(Beginning of RECORDS TO USE)

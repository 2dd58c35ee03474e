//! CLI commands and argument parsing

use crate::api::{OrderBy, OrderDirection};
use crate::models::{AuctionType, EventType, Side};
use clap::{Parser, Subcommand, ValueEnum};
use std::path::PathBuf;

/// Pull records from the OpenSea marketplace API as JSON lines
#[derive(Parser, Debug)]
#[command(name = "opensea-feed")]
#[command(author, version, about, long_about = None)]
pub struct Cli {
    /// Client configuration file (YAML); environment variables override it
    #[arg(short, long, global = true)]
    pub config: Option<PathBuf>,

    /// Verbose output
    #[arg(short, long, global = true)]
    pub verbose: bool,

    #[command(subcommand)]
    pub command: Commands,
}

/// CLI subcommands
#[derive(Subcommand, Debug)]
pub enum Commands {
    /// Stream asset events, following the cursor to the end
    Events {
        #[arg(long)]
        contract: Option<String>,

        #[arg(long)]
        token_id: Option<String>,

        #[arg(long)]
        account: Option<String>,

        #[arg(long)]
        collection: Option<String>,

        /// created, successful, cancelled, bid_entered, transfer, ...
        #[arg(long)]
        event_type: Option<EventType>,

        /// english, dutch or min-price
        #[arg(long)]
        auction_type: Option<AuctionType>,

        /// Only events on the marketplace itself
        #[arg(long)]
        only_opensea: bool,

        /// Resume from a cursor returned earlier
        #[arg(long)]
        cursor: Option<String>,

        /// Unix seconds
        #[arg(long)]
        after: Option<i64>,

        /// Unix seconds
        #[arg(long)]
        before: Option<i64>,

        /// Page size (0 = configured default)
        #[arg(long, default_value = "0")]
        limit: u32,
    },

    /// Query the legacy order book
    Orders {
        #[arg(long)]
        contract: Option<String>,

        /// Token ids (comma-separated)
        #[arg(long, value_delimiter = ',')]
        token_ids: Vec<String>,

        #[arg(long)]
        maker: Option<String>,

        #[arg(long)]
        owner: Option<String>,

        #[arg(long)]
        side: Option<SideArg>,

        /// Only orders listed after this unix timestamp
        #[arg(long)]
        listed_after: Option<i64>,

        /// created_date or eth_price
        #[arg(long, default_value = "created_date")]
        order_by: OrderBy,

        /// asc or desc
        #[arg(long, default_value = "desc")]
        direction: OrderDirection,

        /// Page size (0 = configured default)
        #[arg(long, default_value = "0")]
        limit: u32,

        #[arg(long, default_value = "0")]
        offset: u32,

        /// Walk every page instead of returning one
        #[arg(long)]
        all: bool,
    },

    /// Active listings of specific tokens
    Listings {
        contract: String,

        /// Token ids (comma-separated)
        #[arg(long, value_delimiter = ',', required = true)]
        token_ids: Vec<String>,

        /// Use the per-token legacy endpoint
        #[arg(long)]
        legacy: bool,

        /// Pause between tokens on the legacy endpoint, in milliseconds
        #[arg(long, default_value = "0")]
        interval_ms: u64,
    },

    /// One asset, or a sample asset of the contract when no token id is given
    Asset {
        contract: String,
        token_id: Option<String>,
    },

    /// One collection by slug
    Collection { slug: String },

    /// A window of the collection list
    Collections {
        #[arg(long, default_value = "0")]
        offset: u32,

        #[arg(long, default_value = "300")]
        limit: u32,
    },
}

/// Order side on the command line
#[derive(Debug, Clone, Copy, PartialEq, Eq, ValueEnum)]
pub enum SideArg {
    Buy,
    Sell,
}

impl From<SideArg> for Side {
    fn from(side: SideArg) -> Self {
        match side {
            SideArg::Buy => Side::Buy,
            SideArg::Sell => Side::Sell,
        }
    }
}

(End of RECORDS TO USE)

#### YOUR OBJECTIVE
Pull every line containing "Debug" out of the entries.

#### TASK RESULT
#[derive(Parser, Debug)]
#[derive(Subcommand, Debug)]
#[derive(Debug, Clone, Copy, PartialEq, Eq, ValueEnum)]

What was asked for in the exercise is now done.